• THE PROBLEM
In the records below, pick out all lines containing the word "ClientDevice".

• TASK DATA
[Start of section]
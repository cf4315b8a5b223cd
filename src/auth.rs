/// Authentication extractors
use crate::{
    api::middleware::{client_ip_from_parts, extract_access_token, user_agent},
    context::AppContext,
    error::ApiError,
    identity::DeviceInfo,
};
use axum::{
    async_trait,
    extract::{ConnectInfo, FromRequestParts},
    http::request::Parts,
};
use std::net::SocketAddr;

/// Authenticated caller - extracts and verifies the access token
#[derive(Debug, Clone)]
pub struct AuthUser {
    pub user_id: String,
}

#[async_trait]
impl FromRequestParts<AppContext> for AuthUser {
    type Rejection = ApiError;

    async fn from_request_parts(
        parts: &mut Parts,
        state: &AppContext,
    ) -> Result<Self, Self::Rejection> {
        let token = extract_access_token(&parts.headers, &parts.uri)
            .ok_or(ApiError::UserUnauthenticated)?;

        let claims = state.identity.verify_access_token(&token)?;

        tracing::Span::current().record("user_id", claims.user_id.as_str());

        Ok(AuthUser {
            user_id: claims.user_id,
        })
    }
}

/// Device description of the calling client
#[derive(Debug, Clone)]
pub struct ClientDevice(pub DeviceInfo);

#[async_trait]
impl<S: Send + Sync> FromRequestParts<S> for ClientDevice {
    type Rejection = ApiError;

    async fn from_request_parts(parts: &mut Parts, _state: &S) -> Result<Self, Self::Rejection> {
        let ip = client_ip_from_parts(
            &parts.headers,
            parts.extensions.get::<ConnectInfo<SocketAddr>>(),
        )
        .map(|ip| ip.to_string())
        .unwrap_or_default();

        Ok(ClientDevice(DeviceInfo {
            user_agent: user_agent(&parts.headers),
            ip,
        }))
    }
}
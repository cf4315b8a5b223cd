/// Heading operations scoped to the list named in the request path
use crate::{
    clock::Clock,
    db::{
        self,
        models::{Heading, HeadingTasks},
    },
    error::{ApiError, ApiResult},
    ksuid,
    pagination::Pagination,
    service::tasks::{archive_tasks_in, ArchiveScope},
};
use sqlx::{PgConnection, PgPool};
use std::sync::Arc;
use tracing::info;

/// Load a live heading and check that it sits in `list_id`
async fn get_heading_in_list(
    conn: &mut PgConnection,
    list_id: &str,
    heading_id: &str,
    user_id: &str,
) -> ApiResult<Heading> {
    let heading = db::headings::get_heading_by_id(conn, heading_id, user_id).await?;
    if heading.list_id != list_id {
        return Err(ApiError::HeadingNotFound);
    }
    Ok(heading)
}

/// Heading manager service
pub struct HeadingManager {
    db: PgPool,
    clock: Arc<dyn Clock>,
}

impl HeadingManager {
    pub fn new(db: PgPool, clock: Arc<dyn Clock>) -> Self {
        Self { db, clock }
    }

    pub async fn create_heading(
        &self,
        list_id: &str,
        user_id: &str,
        title: &str,
    ) -> ApiResult<Heading> {
        let mut tx = self.db.begin().await?;
        db::lists::lock_live_list(&mut tx, list_id, user_id).await?;
        let heading =
            db::headings::create_heading(&mut tx, &ksuid::new_id(), title, list_id, user_id, false)
                .await?;
        tx.commit().await?;

        Ok(heading)
    }

    pub async fn get_heading(
        &self,
        list_id: &str,
        heading_id: &str,
        user_id: &str,
    ) -> ApiResult<Heading> {
        let mut conn = self.db.acquire().await?;
        get_heading_in_list(&mut conn, list_id, heading_id, user_id).await
    }

    /// Headings of a live list; an unknown list is `ListNotFound`
    pub async fn get_headings(
        &self,
        list_id: &str,
        user_id: &str,
        pagination: &Pagination,
    ) -> ApiResult<Vec<Heading>> {
        let mut conn = self.db.acquire().await?;
        db::lists::get_list_by_id(&mut conn, list_id, user_id).await?;
        db::headings::get_headings_by_list_id(&mut conn, list_id, user_id, pagination).await
    }

    /// Every live heading of the list with its tasks
    pub async fn get_tasks_grouped_by_headings(
        &self,
        list_id: &str,
        user_id: &str,
    ) -> ApiResult<Vec<HeadingTasks>> {
        let mut conn = self.db.acquire().await?;
        db::tasks::get_tasks_grouped_by_headings(&mut conn, list_id, user_id, self.clock.today())
            .await
    }

    pub async fn update_heading(
        &self,
        list_id: &str,
        heading_id: &str,
        user_id: &str,
        title: &str,
    ) -> ApiResult<Heading> {
        let mut tx = self.db.begin().await?;
        get_heading_in_list(&mut tx, list_id, heading_id, user_id).await?;
        let heading = db::headings::update_heading(&mut tx, heading_id, user_id, title).await?;
        tx.commit().await?;
        Ok(heading)
    }

    /// Re-parent a non-default heading and its live tasks to another list
    pub async fn move_heading_to_another_list(
        &self,
        list_id: &str,
        heading_id: &str,
        user_id: &str,
        target_list_id: &str,
    ) -> ApiResult<Heading> {
        let mut tx = self.db.begin().await?;

        let heading = get_heading_in_list(&mut tx, list_id, heading_id, user_id).await?;
        if heading.is_default {
            return Err(ApiError::CannotMoveDefaultHeading);
        }

        db::lists::lock_live_list(&mut tx, target_list_id, user_id).await?;

        let heading =
            db::headings::move_heading_to_another_list(&mut tx, heading_id, user_id, target_list_id)
                .await?;

        tx.commit().await?;

        info!(heading_id, from = list_id, to = target_list_id, "Moved heading");
        Ok(heading)
    }

    /// Soft-delete a non-default heading and archive every live task under it
    pub async fn delete_heading(
        &self,
        list_id: &str,
        heading_id: &str,
        user_id: &str,
    ) -> ApiResult<()> {
        let mut tx = self.db.begin().await?;

        let heading = get_heading_in_list(&mut tx, list_id, heading_id, user_id).await?;
        if heading.is_default {
            return Err(ApiError::CannotDeleteDefaultHeading);
        }

        // The row lock taken here waits for task inserts holding FOR SHARE
        db::headings::delete_heading(&mut tx, heading_id, user_id).await?;
        let archived = archive_tasks_in(&mut tx, ArchiveScope::Heading(heading_id), user_id).await?;

        tx.commit().await?;

        info!(heading_id, user_id, archived, "Deleted heading");
        Ok(())
    }
}
/// Heading endpoints nested under a list
use crate::{
    api::{
        extract::{ListIdQuery, Page, ValidatedJson},
        response::ApiResponse,
        tasks::CreateTaskRequest,
    },
    auth::AuthUser,
    context::AppContext,
    db::models::{Heading, HeadingTasks, TaskResponse},
    error::ApiResult,
};
use axum::{
    extract::{Path, State},
    routing::{get, patch},
    Router,
};
use serde::Deserialize;
use validator::Validate;

pub fn routes() -> Router<AppContext> {
    Router::new()
        .route(
            "/user/lists/:list_id/headings",
            get(get_headings).post(create_heading),
        )
        .route(
            "/user/lists/:list_id/headings/tasks",
            get(get_tasks_grouped_by_headings),
        )
        .route(
            "/user/lists/:list_id/headings/:heading_id",
            get(get_heading)
                .patch(update_heading)
                .delete(delete_heading)
                .post(create_task),
        )
        .route(
            "/user/lists/:list_id/headings/:heading_id/move",
            patch(move_heading),
        )
}

#[derive(Debug, Deserialize, Validate)]
pub struct HeadingRequest {
    #[validate(length(min = 1, max = 255, message = "must be 1 to 255 characters"))]
    pub title: String,
}

async fn create_heading(
    State(ctx): State<AppContext>,
    auth: AuthUser,
    Path(list_id): Path<String>,
    ValidatedJson(req): ValidatedJson<HeadingRequest>,
) -> ApiResult<ApiResponse<Heading>> {
    let heading = ctx
        .headings
        .create_heading(&list_id, &auth.user_id, req.title.trim())
        .await?;
    Ok(ApiResponse::created("heading created", heading))
}

async fn get_headings(
    State(ctx): State<AppContext>,
    auth: AuthUser,
    Path(list_id): Path<String>,
    Page(page): Page,
) -> ApiResult<ApiResponse<Vec<Heading>>> {
    let headings = ctx
        .headings
        .get_headings(&list_id, &auth.user_id, &page)
        .await?;
    Ok(ApiResponse::ok("headings received", headings))
}

async fn get_tasks_grouped_by_headings(
    State(ctx): State<AppContext>,
    auth: AuthUser,
    Path(list_id): Path<String>,
) -> ApiResult<ApiResponse<Vec<HeadingTasks>>> {
    let groups = ctx
        .headings
        .get_tasks_grouped_by_headings(&list_id, &auth.user_id)
        .await?;
    Ok(ApiResponse::ok("tasks grouped by headings received", groups))
}

async fn get_heading(
    State(ctx): State<AppContext>,
    auth: AuthUser,
    Path((list_id, heading_id)): Path<(String, String)>,
) -> ApiResult<ApiResponse<Heading>> {
    let heading = ctx
        .headings
        .get_heading(&list_id, &heading_id, &auth.user_id)
        .await?;
    Ok(ApiResponse::ok("heading received", heading))
}

async fn update_heading(
    State(ctx): State<AppContext>,
    auth: AuthUser,
    Path((list_id, heading_id)): Path<(String, String)>,
    ValidatedJson(req): ValidatedJson<HeadingRequest>,
) -> ApiResult<ApiResponse<Heading>> {
    let heading = ctx
        .headings
        .update_heading(&list_id, &heading_id, &auth.user_id, req.title.trim())
        .await?;
    Ok(ApiResponse::ok("heading updated", heading))
}

async fn move_heading(
    State(ctx): State<AppContext>,
    auth: AuthUser,
    Path((list_id, heading_id)): Path<(String, String)>,
    ListIdQuery(target_list_id): ListIdQuery,
) -> ApiResult<ApiResponse<Heading>> {
    let heading = ctx
        .headings
        .move_heading_to_another_list(&list_id, &heading_id, &auth.user_id, &target_list_id)
        .await?;
    Ok(ApiResponse::ok("heading moved", heading))
}

async fn delete_heading(
    State(ctx): State<AppContext>,
    auth: AuthUser,
    Path((list_id, heading_id)): Path<(String, String)>,
) -> ApiResult<ApiResponse<()>> {
    ctx.headings
        .delete_heading(&list_id, &heading_id, &auth.user_id)
        .await?;
    Ok(ApiResponse::ok("heading deleted", ()))
}

/// Create a task under this heading
async fn create_task(
    State(ctx): State<AppContext>,
    auth: AuthUser,
    Path((list_id, heading_id)): Path<(String, String)>,
    ValidatedJson(req): ValidatedJson<CreateTaskRequest>,
) -> ApiResult<ApiResponse<TaskResponse>> {
    let task = ctx
        .tasks
        .create_task(&auth.user_id, req.into_input(Some(list_id), Some(heading_id)))
        .await?;
    Ok(ApiResponse::created("task created", task))
}
/// Heading persistence
use crate::{
    db::models::Heading,
    error::{ApiError, ApiResult},
    pagination::Pagination,
};
use sqlx::PgConnection;

const HEADING_COLUMNS: &str = "id, title, list_id, user_id, is_default, updated_at";

/// Insert a heading under a live list owned by the same user.
///
/// Callers outside the list's own creating transaction hold
/// `lists::lock_live_list` first; the statement alone does not block a
/// concurrent list delete.
pub async fn create_heading(
    conn: &mut PgConnection,
    id: &str,
    title: &str,
    list_id: &str,
    user_id: &str,
    is_default: bool,
) -> ApiResult<Heading> {
    sqlx::query_as::<_, Heading>(&format!(
        "INSERT INTO headings (id, title, list_id, user_id, is_default)
         SELECT $1, $2, l.id, l.user_id, $5
         FROM lists l
         WHERE l.id = $3 AND l.user_id = $4 AND l.deleted_at IS NULL
         RETURNING {HEADING_COLUMNS}"
    ))
    .bind(id)
    .bind(title)
    .bind(list_id)
    .bind(user_id)
    .bind(is_default)
    .fetch_optional(conn)
    .await
    .map_err(crate::db::map_foreign_key_error)?
    .ok_or(ApiError::ListNotFound)
}

pub async fn get_heading_by_id(
    conn: &mut PgConnection,
    heading_id: &str,
    user_id: &str,
) -> ApiResult<Heading> {
    sqlx::query_as::<_, Heading>(&format!(
        "SELECT {HEADING_COLUMNS} FROM headings
         WHERE id = $1 AND user_id = $2 AND deleted_at IS NULL"
    ))
    .bind(heading_id)
    .bind(user_id)
    .fetch_optional(conn)
    .await?
    .ok_or(ApiError::HeadingNotFound)
}

/// Take a share lock on a live heading of the given list.
///
/// Task writes call this first: a concurrent heading delete either waits for
/// the task write to commit (and then archives the task) or has already
/// committed, in which case this returns `HeadingNotFound`.
pub async fn lock_live_heading(
    conn: &mut PgConnection,
    heading_id: &str,
    list_id: &str,
    user_id: &str,
) -> ApiResult<()> {
    sqlx::query_scalar::<_, String>(
        "SELECT id FROM headings
         WHERE id = $1 AND list_id = $2 AND user_id = $3 AND deleted_at IS NULL
         FOR SHARE",
    )
    .bind(heading_id)
    .bind(list_id)
    .bind(user_id)
    .fetch_optional(conn)
    .await?
    .map(|_| ())
    .ok_or(ApiError::HeadingNotFound)
}

/// Live headings of a list, keyset-paginated by id
pub async fn get_headings_by_list_id(
    conn: &mut PgConnection,
    list_id: &str,
    user_id: &str,
    pagination: &Pagination,
) -> ApiResult<Vec<Heading>> {
    if pagination.is_empty_page() {
        return Ok(Vec::new());
    }

    let headings = sqlx::query_as::<_, Heading>(&format!(
        "SELECT {HEADING_COLUMNS} FROM headings
         WHERE list_id = $1 AND user_id = $2 AND deleted_at IS NULL AND id > $3
         ORDER BY id
         LIMIT $4"
    ))
    .bind(list_id)
    .bind(user_id)
    .bind(pagination.after_id_or_start())
    .bind(pagination.limit)
    .fetch_all(conn)
    .await?;

    if headings.is_empty() {
        return Err(ApiError::NoHeadingsFound);
    }

    Ok(headings)
}

pub async fn get_default_heading_id(
    conn: &mut PgConnection,
    list_id: &str,
    user_id: &str,
) -> ApiResult<String> {
    sqlx::query_scalar::<_, String>(
        "SELECT id FROM headings
         WHERE list_id = $1 AND user_id = $2 AND is_default AND deleted_at IS NULL",
    )
    .bind(list_id)
    .bind(user_id)
    .fetch_optional(conn)
    .await?
    .ok_or(ApiError::HeadingNotFound)
}

pub async fn update_heading(
    conn: &mut PgConnection,
    heading_id: &str,
    user_id: &str,
    title: &str,
) -> ApiResult<Heading> {
    sqlx::query_as::<_, Heading>(&format!(
        "UPDATE headings SET title = $3, updated_at = now()
         WHERE id = $1 AND user_id = $2 AND deleted_at IS NULL
         RETURNING {HEADING_COLUMNS}"
    ))
    .bind(heading_id)
    .bind(user_id)
    .bind(title)
    .fetch_optional(conn)
    .await?
    .ok_or(ApiError::HeadingNotFound)
}

/// Re-parent a heading and every live task under it.
///
/// A heading without tasks is not an error: the second update simply
/// touches no rows.
pub async fn move_heading_to_another_list(
    conn: &mut PgConnection,
    heading_id: &str,
    user_id: &str,
    list_id: &str,
) -> ApiResult<Heading> {
    let heading = sqlx::query_as::<_, Heading>(&format!(
        "UPDATE headings SET list_id = $3, updated_at = now()
         WHERE id = $1 AND user_id = $2 AND deleted_at IS NULL
         RETURNING {HEADING_COLUMNS}"
    ))
    .bind(heading_id)
    .bind(user_id)
    .bind(list_id)
    .fetch_optional(&mut *conn)
    .await
    .map_err(crate::db::map_foreign_key_error)?
    .ok_or(ApiError::HeadingNotFound)?;

    let moved = sqlx::query(
        "UPDATE tasks SET list_id = $3, updated_at = now()
         WHERE heading_id = $1 AND user_id = $2 AND deleted_at IS NULL",
    )
    .bind(heading_id)
    .bind(user_id)
    .bind(list_id)
    .execute(&mut *conn)
    .await?;

    tracing::debug!(
        heading_id,
        list_id,
        tasks = moved.rows_affected(),
        "Moved heading to another list"
    );

    Ok(heading)
}

/// Soft-delete one heading
pub async fn delete_heading(
    conn: &mut PgConnection,
    heading_id: &str,
    user_id: &str,
) -> ApiResult<()> {
    let result = sqlx::query(
        "UPDATE headings SET deleted_at = now()
         WHERE id = $1 AND user_id = $2 AND deleted_at IS NULL",
    )
    .bind(heading_id)
    .bind(user_id)
    .execute(conn)
    .await?;

    if result.rows_affected() == 0 {
        return Err(ApiError::HeadingNotFound);
    }

    Ok(())
}

/// Soft-delete every heading of a list, default included
pub async fn delete_headings_by_list_id(
    conn: &mut PgConnection,
    list_id: &str,
    user_id: &str,
) -> ApiResult<u64> {
    let result = sqlx::query(
        "UPDATE headings SET deleted_at = now()
         WHERE list_id = $1 AND user_id = $2 AND deleted_at IS NULL",
    )
    .bind(list_id)
    .bind(user_id)
    .execute(conn)
    .await?;

    Ok(result.rows_affected())
}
[End of section]
• REPLY
pub struct ClientDevice(pub DeviceInfo);
impl<S: Send + Sync> FromRequestParts<S> for ClientDevice {
        Ok(ClientDevice(DeviceInfo {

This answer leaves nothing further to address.